Eylem, Özgür-Der Diyarbakır Şube Sekreteri Mehmet Deniz’in giriş konuşmasıyla başladı. Eylemin amacı hakkında açıklamada bulunan Deniz, dördüncü yılına giren Suriye direnişini selamlamak için toplanmış bulunduklarını belirterek, bütün zulümlere, IŞİD gibi hareketler kullanılarak karalanmasına rağmen yılmayan Suriyeli kardeşlerimizin yanında olmaya devam edeceklerini belirtti.
“Suriye direnişi mazlum halklar için merkezi rol üstlenmektedir”
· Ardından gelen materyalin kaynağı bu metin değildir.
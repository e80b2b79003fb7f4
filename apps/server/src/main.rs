//! # Caja POS Server
//!
//! HTTP backend for the Caja point-of-sale system.
//!
//! ## Architecture
//! ```text
//! ┌─────────────────────────────────────────────────────────────────────────┐
//! │                        Caja POS Server                                  │
//! │                                                                         │
//! │  Desktop till ───► HTTP/JSON (3000) ───► Handlers ───► SQLite          │
//! │                                             │                           │
//! │                                             ▼                           │
//! │                                         RENIEC API                      │
//! │                                     (document lookup)                   │
//! └─────────────────────────────────────────────────────────────────────────┘
//! ```

use std::net::SocketAddr;

use tokio::net::TcpListener;
use tower_http::cors::CorsLayer;
use tower_http::trace::TraceLayer;
use tracing::info;
use tracing_subscriber::EnvFilter;

use caja_db::{Database, DbConfig};
use caja_server::config::ServerConfig;
use caja_server::routes;
use caja_server::state::AppState;

#[tokio::main]
async fn main() -> Result<(), Box<dyn std::error::Error>> {
    // Initialize tracing
    let filter = EnvFilter::try_from_default_env()
        .unwrap_or_else(|_| EnvFilter::new("info,caja_server=debug,caja_db=debug,sqlx=warn"));
    tracing_subscriber::fmt().with_env_filter(filter).init();

    info!("Starting Caja POS server...");

    // Load configuration
    let config = ServerConfig::load()?;
    info!(
        port = config.port,
        database = %config.database_path,
        "Configuration loaded"
    );

    // The pool creates the file but not its directory
    if let Some(parent) = std::path::Path::new(&config.database_path).parent() {
        if !parent.as_os_str().is_empty() {
            std::fs::create_dir_all(parent)?;
        }
    }

    // Open the pool and run migrations
    let db = Database::new(
        DbConfig::new(&config.database_path).max_connections(config.db_max_connections),
    )
    .await?;
    info!("Database ready");

    // Create shared state
    let state = AppState::new(&config, db);

    // The desktop till is served from a different origin, so CORS stays open
    let app = routes::api_router()
        .with_state(state)
        .layer(CorsLayer::permissive())
        .layer(TraceLayer::new_for_http());

    let addr = SocketAddr::from(([0, 0, 0, 0], config.port));
    let listener = TcpListener::bind(addr).await?;
    info!(%addr, "Listening");

    axum::serve(listener, app)
        .with_graceful_shutdown(shutdown_signal())
        .await?;

    info!("Server shutdown complete");
    Ok(())
}

/// Graceful shutdown signal handler.
async fn shutdown_signal() {
    let ctrl_c = async {
        tokio::signal::ctrl_c()
            .await
            .expect("Failed to install Ctrl+C handler");
    };

    #[cfg(unix)]
    let terminate = async {
        tokio::signal::unix::signal(tokio::signal::unix::SignalKind::terminate())
            .expect("Failed to install signal handler")
            .recv()
            .await;
    };

    #[cfg(not(unix))]
    let terminate = std::future::pending::<()>();

    tokio::select! {
        _ = ctrl_c => {},
        _ = terminate => {},
    }

    info!("Shutdown signal received, starting graceful shutdown...");
}
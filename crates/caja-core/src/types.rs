//! # Domain Types
//!
//! Core domain types used throughout Caja POS.
//!
//! ## Type Hierarchy
//! ```text
//! ┌─────────────────────────────────────────────────────────────────────────┐
//! │                         Domain Types                                    │
//! │                                                                         │
//! │  Entity rows (SELECT → FromRow → Serialize)                            │
//! │  ┌───────────┐ ┌───────────┐ ┌───────────┐ ┌───────────┐ ┌──────────┐ │
//! │  │  Branch   │ │   User    │ │  Client   │ │  Product  │ │   Sale   │ │
//! │  │  id       │ │  id       │ │  id       │ │  id       │ │  id      │ │
//! │  │  name     │ │  username │ │  name     │ │  name     │ │  doc#    │ │
//! │  │  state    │ │  role     │ │  document │ │  code     │ │  total   │ │
//! │  └───────────┘ └───────────┘ └───────────┘ └───────────┘ └──────────┘ │
//! │                     ▲                                                   │
//! │                     │ no password field - hashes never leave caja-db   │
//! │                                                                         │
//! │  Join views (reports, listings, receipts)                              │
//! │  ┌────────────────┐ ┌────────────────┐ ┌─────────────────────────┐    │
//! │  │ ProductListing │ │ SaleDetailLine │ │ DailySaleSummary        │    │
//! │  │ product×branch │ │ receipt lines  │ │ one row per document#   │    │
//! │  └────────────────┘ └────────────────┘ └─────────────────────────┘    │
//! │                                                                         │
//! │  Request payloads (Deserialize, Option fields = partial update)        │
//! │  NewBranch, BranchUpdate, NewUser, UserUpdate, NewClient, ...          │
//! └─────────────────────────────────────────────────────────────────────────┘
//! ```
//!
//! ## Wire Fidelity
//! The HTTP contract predates this codebase: Spanish field names
//! (`cantidad_producto`, `numero_documento`, `usuario`), camelCase payload
//! keys (`branchId`, `stockQuantity`), and the two state spellings
//! (`disabled` for branches, `disable` for users and product availability)
//! are all load-bearing. Serde and sqlx renames keep the Rust side idiomatic
//! without moving the wire.

use serde::{Deserialize, Serialize};

use crate::document::{deserialize_document_number, serialize_padded};

// =============================================================================
// State Enums
// =============================================================================

/// Soft-delete state for a branch.
///
/// Transitions only `active ↔ disabled`; rows are never deleted.
#[derive(Debug, Clone, Copy, PartialEq, Eq, Serialize, Deserialize)]
#[cfg_attr(feature = "sqlx", derive(sqlx::Type))]
#[cfg_attr(feature = "sqlx", sqlx(rename_all = "lowercase"))]
#[serde(rename_all = "lowercase")]
pub enum BranchState {
    Active,
    Disabled,
}
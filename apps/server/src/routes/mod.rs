//! HTTP route handlers.
//!
//! One module per URL prefix, plus `session` for the root-level login and
//! session-liveness routes.
//!
//! ```text
//! /branch/...    branch.rs     stores
//! /user/...      user.rs       cashiers and admins
//! /client/...    client.rs     customers, search, external lookup
//! /product/...   product.rs    catalog and per-branch pricing
//! /sale/...      sale.rs       register, receipts, day totals
//! /report/...    report.rs     day reports, sale reversal
//! /user /validate-user /keep-alive    session.rs
//! ```

pub mod branch;
pub mod client;
pub mod product;
pub mod report;
pub mod sale;
pub mod session;
pub mod user;

use axum::Router;

use crate::state::AppState;

/// Assembles the full API surface.
pub fn api_router() -> Router<AppState> {
    Router::new()
        .merge(session::router())
        .nest("/branch", branch::router())
        .nest("/user", user::router())
        .nest("/client", client::router())
        .nest("/product", product::router())
        .nest("/sale", sale::router())
        .nest("/report", report::router())
}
Eylem, Özgür Eğitim-Sen Diyarbakır temsilcisi Mehmet Masum Yokuş’un konuşmasıyla devam etti. Bütün imkânsızlıklara, zorluklara, katliamlara rağmen Allah’ın lütuf ve yardımıyla Suriye direnişinin dördüncü yılına girdiğini anımsatan Yokuş, “Suriye direnişi, sadece Suriyeli Müslümanların direnişi değildir. Suriye direnişi, Ortadoğunu’nun mazlum müslüman halklarının zalimi meşrulaştırmayı ve zulme boyun eğmeyi reddeden son derece önemli ve merkezi rolü olan bir direniştir. Suriye direnişi mensubu olduğumuz İslam ümmetinin bütününün imtihanı ve direnişi olarak algılanmalı ve ümmetin yeniden uyanışı ve diriliş hamlesinin önemli bir halkası olarak görülmelidir. Suriye direnişini boğmayı “İslam ümmetini boğmak” olarak okuyan evrensel şer güçleri bu bakış açısıyla Suriye halkının korkunç bir zulüm çarkından ve ateş çemberinden geçirilmesine seyirci kalıyor ve hatta alenen zalim-dikdatör Esed’i ve katil sürüsüne dönüşen rejimini destekliyor” dedi.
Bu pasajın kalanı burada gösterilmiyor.